LHD boundaries as described are approximate and subject to change. Consult the LHD Study Report on file with the relevant local district commission or municipal authority to verify district boundaries and whether a specific property, particularly one in proximity of a boundary line, is within the district. Also note that LHD boundaries may differ from those of State or National Register Districts.
Buildings, Vacant Lots
Greek Revival, Federal, Georgian. Most of Sterling Hill's houses are typical of New England vernacular building practices in the 18th century. The traditional house form – gable roof with the ridgeline parallel to the road, a symmetrical five-bay facade with a central entry, and a large central chimney – is found throughout the district. Most have clapboarded exteriors, the most common type of exterior covering in the houses' period. Although most of the houses have been modified with later doorways and sash, they retain their characteristic form. [NR]
The Sterling Hill Historic District is a group of 14 houses with related outbuildings and one church perched upon a broad ridge at the western edge of the Town of Sterling, bordering the town line of Plainfield. To the west the land slopes sharply downward toward the Ekonk section of Plainfield, while to the east the land drops off more gently. The principal road in the Sterling Hill Historic District is the east-west State Route 14A, known also as Plainfield Pike, with Green Lane running northward at the summit of the hill near the district's focal point, the Greek Revival style Sterling Hill Baptist Church. [NR]

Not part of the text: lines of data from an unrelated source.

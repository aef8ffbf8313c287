// ==========================================
// 整车配置规划 - 概率分布工具函数
// ==========================================
// 职责: 归一化、禁售置零、按比例重分配、合计检查、产量取整
// 红线: 无状态、无副作用、无 I/O 操作
// ==========================================

use crate::domain::derivation::{ProbabilityCheck, ProbabilityMap};

/// 分布合计
pub fn total(probs: &ProbabilityMap) -> f64 {
    probs.values().sum()
}

/// 归一化: 每项除以合计;合计为 0 时原样返回
pub fn normalize(probs: &ProbabilityMap) -> ProbabilityMap {
    let mut out = probs.clone();
    normalize_in_place(&mut out);
    out
}

/// 原地归一化,返回归一前的合计
pub fn normalize_in_place(probs: &mut ProbabilityMap) -> f64 {
    let sum = total(probs);
    if sum > 0.0 {
        for p in probs.values_mut() {
            *p /= sum;
        }
    }
    sum
}

/// 将禁售特征值置零,返回被置零的概率质量
///
/// 仅处理分布中已存在的键;不存在的特征值本就为 0。
pub fn zero_out(probs: &mut ProbabilityMap, excluded: &[String]) -> f64 {
    let mut mass = 0.0;
    for id in excluded {
        if let Some(p) = probs.get_mut(id) {
            mass += *p;
            *p = 0.0;
        }
    }
    mass
}

/// 禁售 + 按比例重分配
///
/// # 规则
/// - 禁售项置零,累计被移除的质量
/// - 被移除质量 > 0 且剩余合计 > 0 时,剩余项按"旧值 / 剩余合计"放大,
///   剩余项之间的相对比例保持不变
/// - 剩余合计为 0 (全部被禁售) 时保留全零,不报错
///
/// # 返回
/// - (excluded_mass, redistributed)
pub fn exclude_and_redistribute(probs: &mut ProbabilityMap, excluded: &[String]) -> (f64, bool) {
    let excluded_mass = zero_out(probs, excluded);
    if excluded_mass <= 0.0 {
        return (excluded_mass, false);
    }
    let remaining = total(probs);
    if remaining <= 0.0 {
        return (excluded_mass, false);
    }
    normalize_in_place(probs);
    (excluded_mass, true)
}

/// 合计与 1 的偏差是否超出容差
pub fn deviates_from_one(sum: f64, tolerance: f64) -> bool {
    (sum - 1.0).abs() > tolerance
}

/// 输入分布检查: |sum - 1| < tolerance 视为有效
pub fn check_distribution(probs: &ProbabilityMap, tolerance: f64) -> ProbabilityCheck {
    let sum = total(probs);
    ProbabilityCheck {
        sum,
        valid: (sum - 1.0).abs() < tolerance,
    }
}

/// 四舍五入 (round-half-up)
pub fn round_half_up(value: f64) -> i64 {
    (value + 0.5).floor() as i64
}

/// 产量投影: round(base_volume × probability)
pub fn project_volume(base_volume: u64, probability: f64) -> i64 {
    round_half_up(base_volume as f64 * probability)
}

The Sterling Hill Historic District is significant as a representative example of a particular 18th- and early 19th-century Connecticut settlement type, the upland-ridge village crossroads. Unlike many such centers, Sterling Hill was relatively unaffected by subsequent change in the 19th century or even in recent times, so that it retains much of the appearance it had in its earlier years, with a cluster of old houses, barns, a church, and open fields separated by stone walls. The houses on Sterling Hill are also significant because they embody the characteristic architecture of the period. There are the plain center-chimney houses typical of the 18th century, as well as the finely detailed, elegant dwellings which appeared in the Connecticut countryside in the Federal period. [NR]
 District information retrieved from the town website http://www.sterlingct.us/. Sterling Hill local historic district, Sterling Hill Historic District Study Committee, 1991, SHPO Library, Hartford.  Parcel IDs retrieved from NRIS 86000152 and matched with the online assessors database for the street addresses (http://sterling.ias-clt.com/parcel.list.php).[NR] Clouette Bruce and Roth Matthew, Sterling Hill Historic District, National Register Nomination Number- 86000152 NRIS, National Park Service, 1986 - http://pdfhost.focus.nps.gov/docs/NRHP/Text/86000152.pdf; http://pdfhost.focus.nps.gov/docs/NRHP/Photos/86000152.pdf.
The local historic district boundary is as per the boundary defined in the National Register nomination form filed with the Connecticut Historic Commission in 1985, relative to the Town of Sterling only. The Sterling Hill historic district, bordering the town limits of Sterling and Plainfield, includes one property located in the town of Plainfield.